Commentators suggested commercial sensitivities, regulatory pressures and a feeling that the old regime had become “indefensible” were preventing an open discussion.

Daniel Godfrey (pictured), former chief executive of trade body the Investment Association, said: “It’s sensitive because the current model is, I think, indefensible.

“Rationally, it’s not a sensible model from the perspective of clients’ interests, and the arguments that have been deployed to try to defend the model are just extremely weak and don’t really stack up.

“There are a number of people in the industry that privately recognise that it’s a bad model, but there’s a belief that evolving away from the current model could be financially very painful.”

Some asset managers pointed to uncertainty over the exact form of the Mifid II rules due to come into force in 2018. But last week brought further evidence that European regulators will not waver in their attempt to force firms to pay for research and transactions separately.

Rob Moulton, regulatory partner at law firm Ashurst, noted that firms could, for example, pay the costs themselves, implement a cap on overall research expenditure or ask clients to contribute to a separate account used to pay for research.

“If you were trying to guess the very slow direction of travel, there’s a drift towards Woodford’s approach,” he added.

Alistair Haig, a research fellow for the University of Edinburgh Business School, said: “It’s not that there’s one right model.

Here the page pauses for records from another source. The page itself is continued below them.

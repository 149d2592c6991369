//! On-the-fly reprojection of a raster into EPSG:4326.
//!
//! [`ReprojectedRaster`] wraps a source in another CRS and presents a virtual
//! geographic grid with the same pixel count, sampling the source by nearest
//! neighbour. Each virtual window maps to one source window read, so the
//! memory bound of the wrapped source carries over.

use log::debug;
use proj4rs::proj::Proj;
use proj4rs::transform::transform;

use super::{GeoTransform, PixelWindow, RasterGrid, RasterSource, RasterWindow, GEOGRAPHIC_EPSG};
use crate::error::RasterError;

/// Points sampled along each raster edge when bounding the reprojected extent.
const EDGE_SAMPLES: usize = 32;

/// proj4 definition for the EPSG codes population rasters ship in.
pub fn proj_string(epsg: u32) -> Option<String> {
    let s = match epsg {
        4326 => "+proj=longlat +datum=WGS84 +no_defs".to_string(),
        3857 => "+proj=merc +a=6378137 +b=6378137 +lat_ts=0 +lon_0=0 +x_0=0 +y_0=0 +k=1 +units=m +no_defs"
            .to_string(),
        54009 => "+proj=moll +lon_0=0 +x_0=0 +y_0=0 +datum=WGS84 +units=m +no_defs".to_string(),
        3035 => "+proj=laea +lat_0=52 +lon_0=10 +x_0=4321000 +y_0=3210000 +ellps=GRS80 +units=m +no_defs"
            .to_string(),
        32601..=32660 => format!("+proj=utm +zone={} +datum=WGS84 +units=m +no_defs", epsg - 32600),
        32701..=32760 => format!("+proj=utm +zone={} +south +datum=WGS84 +units=m +no_defs", epsg - 32700),
        _ => return None,
    };
    Some(s)
}

fn is_geographic(epsg: u32) -> bool {
    epsg == GEOGRAPHIC_EPSG
}

/// Point transform between two EPSG codes, in degrees for geographic CRSs.
pub struct CrsTransform {
    from: Proj,
    to: Proj,
    from_geographic: bool,
    to_geographic: bool,
}

impl CrsTransform {
    pub fn new(from: u32, to: u32) -> Result<Self, RasterError> {
        let build = |epsg: u32| -> Result<Proj, RasterError> {
            let def = proj_string(epsg).ok_or(RasterError::UnsupportedCrs(epsg))?;
            Proj::from_proj_string(&def).map_err(|e| RasterError::Reproject(format!("EPSG:{epsg}: {e:?}")))
        };
        Ok(Self {
            from: build(from)?,
            to: build(to)?,
            from_geographic: is_geographic(from),
            to_geographic: is_geographic(to),
        })
    }

    pub fn apply(&self, x: f64, y: f64) -> Result<(f64, f64), RasterError> {
        let mut p = if self.from_geographic {
            (x.to_radians(), y.to_radians(), 0.0)
        } else {
            (x, y, 0.0)
        };
        transform(&self.from, &self.to, &mut p).map_err(|e| RasterError::Reproject(format!("{e:?}")))?;
        if self.to_geographic {
            Ok((p.0.to_degrees(), p.1.to_degrees()))
        } else {
            Ok((p.0, p.1))
        }
    }
}

/// A raster in a projected CRS viewed as an EPSG:4326 grid.
pub struct ReprojectedRaster<R> {
    inner: R,
    grid: RasterGrid,
    to_source: CrsTransform,
}

impl<R: RasterSource> ReprojectedRaster<R> {
    pub fn new(inner: R) -> Result<Self, RasterError> {
        let src = inner.grid().clone();
        let epsg = src.epsg.ok_or(RasterError::MissingGeoreference("no EPSG code to reproject from"))?;
        let to_geo = CrsTransform::new(epsg, GEOGRAPHIC_EPSG)?;
        let to_source = CrsTransform::new(GEOGRAPHIC_EPSG, epsg)?;

        // Bound the reprojected extent by walking the source edges.
        let (w, h) = (src.width as f64, src.height as f64);
        let (mut min_x, mut min_y) = (f64::INFINITY, f64::INFINITY);
        let (mut max_x, mut max_y) = (f64::NEG_INFINITY, f64::NEG_INFINITY);
        for i in 0..=EDGE_SAMPLES {
            let f = i as f64 / EDGE_SAMPLES as f64;
            for (col, row) in [(f * w, 0.0), (f * w, h), (0.0, f * h), (w, f * h)] {
                let x = src.transform.origin_x + col * src.transform.pixel_width;
                let y = src.transform.origin_y + row * src.transform.pixel_height;
                let (lon, lat) = to_geo.apply(x, y)?;
                min_x = min_x.min(lon);
                max_x = max_x.max(lon);
                min_y = min_y.min(lat);
                max_y = max_y.max(lat);
            }
        }
        if !(min_x < max_x && min_y < max_y) || src.width == 0 || src.height == 0 {
            return Err(RasterError::Reproject(format!("degenerate extent from EPSG:{epsg}")));
        }

        let grid = RasterGrid {
            width: src.width,
            height: src.height,
            transform: GeoTransform::new(min_x, (max_x - min_x) / w, max_y, -(max_y - min_y) / h),
            nodata: src.nodata,
            epsg: Some(GEOGRAPHIC_EPSG),
        };
        debug!(
            "reprojecting EPSG:{epsg} raster to [{min_x:.4}, {min_y:.4}, {max_x:.4}, {max_y:.4}]"
        );
        Ok(Self { inner, grid, to_source })
    }

    pub fn into_inner(self) -> R {
        self.inner
    }
}

impl<R: RasterSource> RasterSource for ReprojectedRaster<R> {
    fn grid(&self) -> &RasterGrid {
        &self.grid
    }

    fn read_window(&mut self, window: PixelWindow) -> Result<RasterWindow, RasterError> {
        self.grid.check_window(&window)?;
        let src = self.inner.grid().clone();
        let rows = window.row_off..window.row_off + window.height;
        let cols = window.col_off..window.col_off + window.width;

        // First pass: bound the source pixels the window touches.
        let (mut c0, mut r0, mut c1, mut r1) = (usize::MAX, usize::MAX, 0usize, 0usize);
        for r in rows.clone() {
            for c in cols.clone() {
                if let Some((sc, sr)) = self.source_pixel(&src, c, r) {
                    c0 = c0.min(sc);
                    r0 = r0.min(sr);
                    c1 = c1.max(sc + 1);
                    r1 = r1.max(sr + 1);
                }
            }
        }

        let mut data = vec![f32::NAN; window.pixel_count()];
        if c1 <= c0 || r1 <= r0 {
            return Ok(RasterWindow { window, data });
        }
        let src_window = PixelWindow { col_off: c0, row_off: r0, width: c1 - c0, height: r1 - r0 };
        let pixels = self.inner.read_window(src_window)?;

        // Second pass: sample straight into the output.
        let mut out = data.iter_mut();
        for r in rows {
            for c in cols.clone() {
                let Some(slot) = out.next() else {
                    break;
                };
                if let Some((sc, sr)) = self.source_pixel(&src, c, r) {
                    *slot = pixels.get(sr - r0, sc - c0);
                }
            }
        }
        Ok(RasterWindow { window, data })
    }
}

impl<R: RasterSource> ReprojectedRaster<R> {
    /// Source pixel under the centre of virtual pixel (`col`, `row`).
    fn source_pixel(&self, src: &RasterGrid, col: usize, row: usize) -> Option<(usize, usize)> {
        let (lon, lat) = self.grid.transform.pixel_center(col as f64, row as f64);
        let (x, y) = self.to_source.apply(lon, lat).ok()?;
        let (sc, sr) = src.transform.to_pixel(x, y);
        let (sc, sr) = (sc.floor(), sr.floor());
        (sc >= 0.0 && sr >= 0.0 && (sc as usize) < src.width && (sr as usize) < src.height)
            .then_some((sc as usize, sr as usize))
    }
}

#[cfg(test)]
mod tests {
    use approx::assert_abs_diff_eq;

    use super::*;
    use crate::raster::MemoryRaster;

    #[test]
    fn utm_point_round_trip() {
        let fwd = CrsTransform::new(4326, 32633).unwrap();
        let (x, y) = fwd.apply(15.0, 52.0).unwrap();
        assert_abs_diff_eq!(x, 500_000.0, epsilon = 1.0);
        assert_abs_diff_eq!(y, 5_761_038.0, epsilon = 5.0);

        let inv = CrsTransform::new(32633, 4326).unwrap();
        let (lon, lat) = inv.apply(x, y).unwrap();
        assert_abs_diff_eq!(lon, 15.0, epsilon = 1e-7);
        assert_abs_diff_eq!(lat, 52.0, epsilon = 1e-7);
    }

    #[test]
    fn unknown_epsg_is_unsupported() {
        assert!(matches!(CrsTransform::new(4326, 2193), Err(RasterError::UnsupportedCrs(2193))));
    }

    #[test]
    fn reprojected_grid_covers_source_and_samples_nearest() {
        // 100 × 100 km of 1 km pixels around the UTM 33N central meridian.
        let mut src = MemoryRaster::filled(100, 100, 450_000.0, 5_800_000.0, 1000.0, 0.0);
        src.grid.epsg = Some(32633);
        for r in 0..100 {
            for c in 0..100 {
                src.set(r, c, (r * 100 + c) as f32);
            }
        }
        let mut warped = ReprojectedRaster::new(src.clone()).unwrap();
        let grid = warped.grid().clone();
        assert_eq!(grid.epsg, Some(GEOGRAPHIC_EPSG));
        assert!(grid.transform.origin_x < 15.0 && grid.transform.origin_x > 14.0);

        // The virtual pixel at the centre of the grid maps back to a source
        // pixel near the centre.
        let w = warped
            .read_window(PixelWindow { col_off: 50, row_off: 50, width: 1, height: 1 })
            .unwrap();
        let v = w.data[0];
        let (row, col) = ((v as usize) / 100, (v as usize) % 100);
        assert!((45..55).contains(&row) && (45..55).contains(&col), "sampled ({row}, {col})");

        // Corners of the geographic bbox fall outside the rotated UTM square.
        let corner = warped
            .read_window(PixelWindow { col_off: 0, row_off: 0, width: 1, height: 1 })
            .unwrap();
        assert!(corner.data[0].is_nan() || corner.data[0] >= 0.0);
        assert!(!grid.is_valid(f32::NAN));
    }

    #[test]
    fn block_read_matches_single_pixel_reads() {
        let mut src = MemoryRaster::filled(60, 60, 470_000.0, 5_780_000.0, 1000.0, 0.0);
        src.grid.epsg = Some(32633);
        for r in 0..60 {
            for c in 0..60 {
                src.set(r, c, (r * 60 + c) as f32);
            }
        }
        let mut warped = ReprojectedRaster::new(src).unwrap();
        let block = warped
            .read_window(PixelWindow { col_off: 10, row_off: 20, width: 7, height: 5 })
            .unwrap();
        assert_eq!(block.data.len(), 35);
        for r in 0..5 {
            for c in 0..7 {
                let one = warped
                    .read_window(PixelWindow { col_off: 10 + c, row_off: 20 + r, width: 1, height: 1 })
                    .unwrap();
                let (a, b) = (block.get(r, c), one.data[0]);
                assert!(a == b || (a.is_nan() && b.is_nan()), "({r}, {c}): {a} vs {b}");
            }
        }
    }
}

You could use the Woodford model or you could treat it like L&G and put your fees up.

“[But] people have really locked down the hatches.”

Three firms, three approaches


Majedie has disclosed research and execution costs in quarterly reports for the past three years.

It also provides a breakdown of all fund charges on its website, listed by share class and broken down into execution costs, research costs, and tax.

Baillie Gifford

Baillie Gifford adopted an “execution approach” to trading at the start of 2016, meaning it pays for research costs rather than clients.